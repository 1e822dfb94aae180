//! croc invocation.
//!
//! croc performs one relay-mediated transfer per run and exits 0 on success.
//! On Linux and macOS current croc releases refuse a receive code on the
//! command line (it would be visible to other users in the process list), so
//! the code travels in `CROC_SECRET` there.

use std::path::{Path, PathBuf};
use std::process::Stdio;

use super::{TransferRequest, TransferTool};

/// The croc relay transfer tool.
#[derive(Debug, Clone)]
pub struct Croc {
    binary: PathBuf,
}

impl Croc {
    /// Use the croc executable at `binary`.
    #[must_use]
    pub fn new(binary: impl Into<PathBuf>) -> Self {
        Self {
            binary: binary.into(),
        }
    }

    /// Path of the executable.
    #[must_use]
    pub fn binary(&self) -> &Path {
        &self.binary
    }

    /// Check whether the configured binary can be started.
    #[must_use]
    pub fn is_available(&self) -> bool {
        std::process::Command::new(&self.binary)
            .arg("--version")
            .stdin(Stdio::null())
            .output()
            .is_ok()
    }

    /// Arguments for `request`, excluding anything passed via the environment.
    #[must_use]
    pub fn args(request: &TransferRequest) -> Vec<String> {
        match request {
            TransferRequest::Send { code, path } => vec![
                "send".to_string(),
                "--code".to_string(),
                code.to_string(),
                path.display().to_string(),
            ],
            TransferRequest::Receive { code, out_dir } => {
                let mut args = vec![
                    "--yes".to_string(),
                    "--overwrite".to_string(),
                    "--out".to_string(),
                    out_dir.display().to_string(),
                ];
                if !secret_via_env() {
                    args.push(code.to_string());
                }
                args
            }
        }
    }
}

impl Default for Croc {
    fn default() -> Self {
        Self::new("croc")
    }
}

const fn secret_via_env() -> bool {
    cfg!(any(target_os = "linux", target_os = "macos"))
}

impl TransferTool for Croc {
    fn name(&self) -> &str {
        "croc"
    }

    fn command(&self, request: &TransferRequest) -> tokio::process::Command {
        let mut cmd = tokio::process::Command::new(&self.binary);
        cmd.args(Self::args(request));

        if let TransferRequest::Receive { code, .. } = request {
            if secret_via_env() {
                cmd.env("CROC_SECRET", code.as_str());
            }
        }

        #[cfg(windows)]
        cmd.creation_flags(super::archiver::CREATE_NO_WINDOW);

        cmd
    }
}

• Your goal: Show me each line of the listing above with "args" in it.

• Exercise answer:
    pub fn args(request: &TransferRequest) -> Vec<String> {
                let mut args = vec![
                    args.push(code.to_string());
                args
        cmd.args(Self::args(request));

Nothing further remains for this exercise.